[Python-Dev] PEP for Better Control of Nested Lexical Scopes

Thomas Wouters thomas at xs4all.net
Tue Feb 21 15:27:54 CET 2006


On Tue, Feb 21, 2006 at 08:02:08AM -0500, Jeremy Hylton wrote:

> The lack of support for rebinding names in enclosing scopes is
> certainly a wart.  I think option one is a better fit for Python,
> because it more closely matches the existing naming semantics.  Namely
> that assignment in a block creates a new name unless a global
> statement indicates otherwise.  The revised rules would be that
> assignment creates a new name unless a global or XXX statement
> indicates otherwise.

I agree with Jeremy on this. I've been thinking about doing something like
this myself, but never got 'round to it.
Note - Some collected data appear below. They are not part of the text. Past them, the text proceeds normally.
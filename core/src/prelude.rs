use ndarray::{Array2, ArrayD, IxDyn};
use num_complex::Complex32;
use rustfft::num_traits::Zero;
use serde::{Deserialize, Serialize};
use std::fmt::Debug;
use std::io::SeekFrom;
use std::ops::{Add, AddAssign, Mul};

/// Element type advertised by a stream.
#[derive(Debug, Clone, Copy, PartialEq, Eq, Serialize, Deserialize)]
pub enum Dtype {
    Float32,
    Complex64,
}

impl Dtype {
    pub fn is_complex(self) -> bool {
        matches!(self, Dtype::Complex64)
    }
}

/// Scalar sample types that can flow through a stream.
pub trait Element:
    Copy
    + Debug
    + Default
    + PartialEq
    + Zero
    + Add<Output = Self>
    + AddAssign
    + Mul<f32, Output = Self>
    + Send
    + Sync
    + 'static
{
    const DTYPE: Dtype;

    fn to_complex(self) -> Complex32;
    /// Real element types keep only the real part.
    fn from_complex(value: Complex32) -> Self;
    /// Squared magnitude.
    fn power(self) -> f32;
    fn nan() -> Self;
}

impl Element for f32 {
    const DTYPE: Dtype = Dtype::Float32;

    fn to_complex(self) -> Complex32 {
        Complex32::new(self, 0.0)
    }

    fn from_complex(value: Complex32) -> Self {
        value.re
    }

    fn power(self) -> f32 {
        self * self
    }

    fn nan() -> Self {
        f32::NAN
    }
}

impl Element for Complex32 {
    const DTYPE: Dtype = Dtype::Complex64;

    fn to_complex(self) -> Complex32 {
        self
    }

    fn from_complex(value: Complex32) -> Self {
        value
    }

    fn power(self) -> f32 {
        self.norm_sqr()
    }

    fn nan() -> Self {
        Complex32::new(f32::NAN, f32::NAN)
    }
}

/// Immutable metadata describing a sample stream.
///
/// `frequency` and `sideband`, when present, are aligned with the first axis
/// of `sample_shape` (or hold a single entry for a scalar sample shape).
#[derive(Debug, Clone, PartialEq, Serialize, Deserialize)]
pub struct StreamInfo {
    pub start_time: f64,
    pub sample_rate: f64,
    pub sample_shape: Vec<usize>,
    pub dtype: Dtype,
    pub length: Option<u64>,
    #[serde(default, skip_serializing_if = "Option::is_none")]
    pub frequency: Option<Vec<f64>>,
    #[serde(default, skip_serializing_if = "Option::is_none")]
    pub sideband: Option<Vec<i8>>,
}

impl StreamInfo {
    pub fn new(
        start_time: f64,
        sample_rate: f64,
        sample_shape: impl Into<Vec<usize>>,
        dtype: Dtype,
        length: Option<u64>,
    ) -> Self {
        Self {
            start_time,
            sample_rate,
            sample_shape: sample_shape.into(),
            dtype,
            length,
            frequency: None,
            sideband: None,
        }
    }

    pub fn with_frequency(mut self, frequency: Vec<f64>, sideband: Vec<i8>) -> Self {
        self.frequency = Some(frequency);
        self.sideband = Some(sideband);
        self
    }

    /// Number of scalar values per time sample.
    pub fn columns(&self) -> usize {
        self.sample_shape.iter().product()
    }

    /// Size of the channel (first) axis.
    pub fn channels(&self) -> usize {
        self.sample_shape.first().copied().unwrap_or(1)
    }

    pub fn time_at(&self, offset: u64) -> f64 {
        self.start_time + offset as f64 / self.sample_rate
    }

    pub fn stop_time(&self) -> Option<f64> {
        self.length.map(|length| self.time_at(length))
    }

    pub fn duration(&self) -> Option<f64> {
        self.length.map(|length| length as f64 / self.sample_rate)
    }

    /// Frequency of every flattened column, repeating each channel's value
    /// across the trailing axes.
    pub fn column_frequencies(&self) -> Option<Vec<f64>> {
        let frequency = self.frequency.as_ref()?;
        let per_channel = self.columns() / self.channels().max(1);
        Some(
            (0..self.columns())
                .map(|column| frequency[column / per_channel.max(1)])
                .collect(),
        )
    }

    /// Sideband of every channel; upper sideband when none is recorded.
    pub fn channel_sidebands(&self) -> Vec<i8> {
        match &self.sideband {
            Some(sideband) => sideband.clone(),
            None => vec![1; self.channels()],
        }
    }

    pub fn column_sidebands(&self) -> Vec<i8> {
        let per_channel = self.columns() / self.channels().max(1);
        (0..self.columns())
            .map(|column| match &self.sideband {
                Some(sideband) => sideband[column / per_channel.max(1)],
                None => 1,
            })
            .collect()
    }

    pub fn validate(&self) -> StreamResult<()> {
        if !(self.sample_rate.is_finite() && self.sample_rate > 0.0) {
            return Err(StreamError::Configuration(format!(
                "sample rate must be positive, got {}",
                self.sample_rate
            )));
        }
        if !self.start_time.is_finite() {
            return Err(StreamError::Configuration("start time is not finite".into()));
        }
        if self.sample_shape.iter().any(|&dim| dim == 0) {
            return Err(StreamError::Configuration(format!(
                "sample shape {:?} has an empty axis",
                self.sample_shape
            )));
        }
        if let Some(frequency) = &self.frequency {
            if frequency.len() != self.channels() {
                return Err(StreamError::Configuration(format!(
                    "{} frequencies for {} channels",
                    frequency.len(),
                    self.channels()
                )));
            }
        }
        if let Some(sideband) = &self.sideband {
            if sideband.len() != self.channels() {
                return Err(StreamError::Configuration(format!(
                    "{} sidebands for {} channels",
                    sideband.len(),
                    self.channels()
                )));
            }
            if sideband.iter().any(|&value| value != 1 && value != -1) {
                return Err(StreamError::Configuration(
                    "sideband entries must be +1 or -1".into(),
                ));
            }
        }
        Ok(())
    }
}

/// Error taxonomy shared by every stream and task.
#[derive(thiserror::Error, Debug, Clone, PartialEq)]
pub enum StreamError {
    #[error("configuration error: {0}")]
    Configuration(String),
    #[error("invalid seek: {0}")]
    InvalidSeek(String),
    #[error("end of stream: requested {requested} samples but only {available} remain")]
    EndOfStream { requested: usize, available: u64 },
    #[error("gap of {gap} samples exceeds the maximum of {max_gap}")]
    Gap { gap: u64, max_gap: u64 },
    #[error("stream mismatch: {0}")]
    Mismatch(String),
    #[error("phase model error: {0}")]
    PhaseModel(String),
    #[error("internal failure: {0}")]
    Internal(String),
}

pub type StreamResult<T> = Result<T, StreamError>;

/// Result of a best-effort read.
#[derive(Debug, Clone)]
pub struct PartialRead<T> {
    pub data: Array2<T>,
    /// Set when fewer samples than requested were available.
    pub exhausted: bool,
}

/// A seekable, time-ordered sequence of samples.
///
/// Raw readers and tasks both implement this, so any task can serve as the
/// parent of another.
pub trait SampleStream {
    type Sample: Element;

    fn info(&self) -> &StreamInfo;

    /// Current cursor, in samples of this stream.
    fn tell(&self) -> u64;

    fn seek(&mut self, pos: SeekFrom) -> StreamResult<u64>;

    /// Reads exactly `count` samples as a `(count, columns)` block, or fails
    /// with [`StreamError::EndOfStream`] without moving the cursor.
    fn read(&mut self, count: usize) -> StreamResult<Array2<Self::Sample>>;

    /// Timestamp of the next sample `read` would return.
    fn time(&self) -> f64 {
        self.info().time_at(self.tell())
    }

    fn remaining(&self) -> Option<u64> {
        self.info()
            .length
            .map(|length| length.saturating_sub(self.tell()))
    }

    /// Reads up to `count` samples, flagging exhaustion instead of failing.
    fn read_best_effort(&mut self, count: usize) -> StreamResult<PartialRead<Self::Sample>> {
        let available = match self.remaining() {
            Some(remaining) => remaining.min(count as u64) as usize,
            None => count,
        };
        let data = self.read(available)?;
        Ok(PartialRead {
            data,
            exhausted: available < count,
        })
    }

    /// Like `read`, but reshaped to `(count,) + sample_shape`.
    fn read_shaped(&mut self, count: usize) -> StreamResult<ArrayD<Self::Sample>> {
        let data = self.read(count)?;
        let mut shape = vec![data.nrows()];
        shape.extend_from_slice(&self.info().sample_shape);
        data.into_shape(IxDyn(&shape))
            .map_err(|err| StreamError::Internal(err.to_string()))
    }
}

impl<S: SampleStream + ?Sized> SampleStream for Box<S> {
    type Sample = S::Sample;

    fn info(&self) -> &StreamInfo {
        (**self).info()
    }

    fn tell(&self) -> u64 {
        (**self).tell()
    }

    fn seek(&mut self, pos: SeekFrom) -> StreamResult<u64> {
        (**self).seek(pos)
    }

    fn read(&mut self, count: usize) -> StreamResult<Array2<Self::Sample>> {
        (**self).read(count)
    }
}

/// Resolves a seek request against the current cursor and optional length.
pub fn resolve_seek(pos: SeekFrom, current: u64, length: Option<u64>) -> StreamResult<u64> {
    let target = match pos {
        SeekFrom::Start(offset) => offset as i128,
        SeekFrom::Current(delta) => current as i128 + delta as i128,
        SeekFrom::End(delta) => match length {
            Some(length) => length as i128 + delta as i128,
            None => {
                return Err(StreamError::InvalidSeek(
                    "end-relative seek on a stream of unknown length".into(),
                ))
            }
        },
    };
    if target < 0 {
        return Err(StreamError::InvalidSeek(format!(
            "offset {} is before the start of the stream",
            target
        )));
    }
    if let Some(length) = length {
        if target > length as i128 {
            return Err(StreamError::InvalidSeek(format!(
                "offset {} is beyond the stream length {}",
                target, length
            )));
        }
    }
    Ok(target as u64)
}

/// Fails with `EndOfStream` when `count` samples are not available.
pub fn check_read(info: &StreamInfo, position: u64, count: usize) -> StreamResult<()> {
    if let Some(length) = info.length {
        let available = length.saturating_sub(position);
        if count as u64 > available {
            return Err(StreamError::EndOfStream {
                requested: count,
                available,
            });
        }
    }
    Ok(())
}

/// Relative comparison for sample rates.
pub fn rates_match(lhs: f64, rhs: f64) -> bool {
    (lhs - rhs).abs() <= 1e-9 * lhs.abs().max(rhs.abs())
}

#[cfg(test)]
mod tests {
    use super::*;

    #[test]
    fn resolve_seek_supports_all_anchors() {
        assert_eq!(resolve_seek(SeekFrom::Start(4), 0, Some(10)).unwrap(), 4);
        assert_eq!(resolve_seek(SeekFrom::Current(-2), 5, Some(10)).unwrap(), 3);
        assert_eq!(resolve_seek(SeekFrom::End(-1), 0, Some(10)).unwrap(), 9);
        assert_eq!(resolve_seek(SeekFrom::End(0), 0, Some(10)).unwrap(), 10);
    }

    #[test]
    fn resolve_seek_rejects_out_of_range() {
        assert!(matches!(
            resolve_seek(SeekFrom::Current(-6), 5, Some(10)),
            Err(StreamError::InvalidSeek(_))
        ));
        assert!(matches!(
            resolve_seek(SeekFrom::Start(11), 0, Some(10)),
            Err(StreamError::InvalidSeek(_))
        ));
        assert!(matches!(
            resolve_seek(SeekFrom::End(0), 0, None),
            Err(StreamError::InvalidSeek(_))
        ));
        assert_eq!(resolve_seek(SeekFrom::Start(1 << 40), 0, None).unwrap(), 1 << 40);
    }

    #[test]
    fn check_read_reports_available_samples() {
        let info = StreamInfo::new(0.0, 1.0, vec![1], Dtype::Float32, Some(8));
        assert!(check_read(&info, 3, 5).is_ok());
        assert_eq!(
            check_read(&info, 3, 6),
            Err(StreamError::EndOfStream {
                requested: 6,
                available: 5
            })
        );
    }

    #[test]
    fn column_frequencies_repeat_across_trailing_axes() {
        let info = StreamInfo::new(0.0, 1.0, vec![2, 3], Dtype::Complex64, None)
            .with_frequency(vec![100.0, 200.0], vec![1, -1]);
        assert_eq!(
            info.column_frequencies().unwrap(),
            vec![100.0, 100.0, 100.0, 200.0, 200.0, 200.0]
        );
        assert_eq!(info.column_sidebands(), vec![1, 1, 1, -1, -1, -1]);
        assert!(info.validate().is_ok());
    }

    #[test]
    fn validate_rejects_inconsistent_frequency() {
        let info = StreamInfo::new(0.0, 1.0, vec![2], Dtype::Complex64, None)
            .with_frequency(vec![100.0], vec![1]);
        assert!(matches!(info.validate(), Err(StreamError::Configuration(_))));
        let info = StreamInfo::new(0.0, 0.0, vec![2], Dtype::Complex64, None);
        assert!(matches!(info.validate(), Err(StreamError::Configuration(_))));
    }

    #[test]
    fn stream_info_round_trips_through_json() {
        let info = StreamInfo::new(1.5, 4.0, vec![2], Dtype::Complex64, Some(16))
            .with_frequency(vec![1.0e8, 1.1e8], vec![1, 1]);
        let text = serde_json::to_string(&info).unwrap();
        let back: StreamInfo = serde_json::from_str(&text).unwrap();
        assert_eq!(back, info);
    }
}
It doesn't make working with
closures much easier, and I doubt it'll encourage using closures much, but
it does remove the wart of needing to use mutable objects to make them
read-write.

> The names of naming statements are quite hard to get right, I fear.  I
> don't particularly like "use."  It's too generic.  (I don't
> particularly like "scope" for option 2, either, for similar reasons. 
> It doesn't indicate what kind of scope issue is being declared.)  The
> most specifc thing I can think of is "free" to indicate that the
> variable is free in the current scope.  It may be too specialized a
> term to be familiar to most people.

I was contemplating 'enclosed' as a declaration, myself. Maybe, if there's
enough of a consent on any name before Python 2.5a1 is released, and the
feature isn't going to make it into 2.5, we could ease the introduction of a
new keyword by issuing warning about the keyword in 2.5 already. (Rather
than a future-import to enable it in 2.6.) Maybe, and only if there's no
doubt about how it's going in, of course.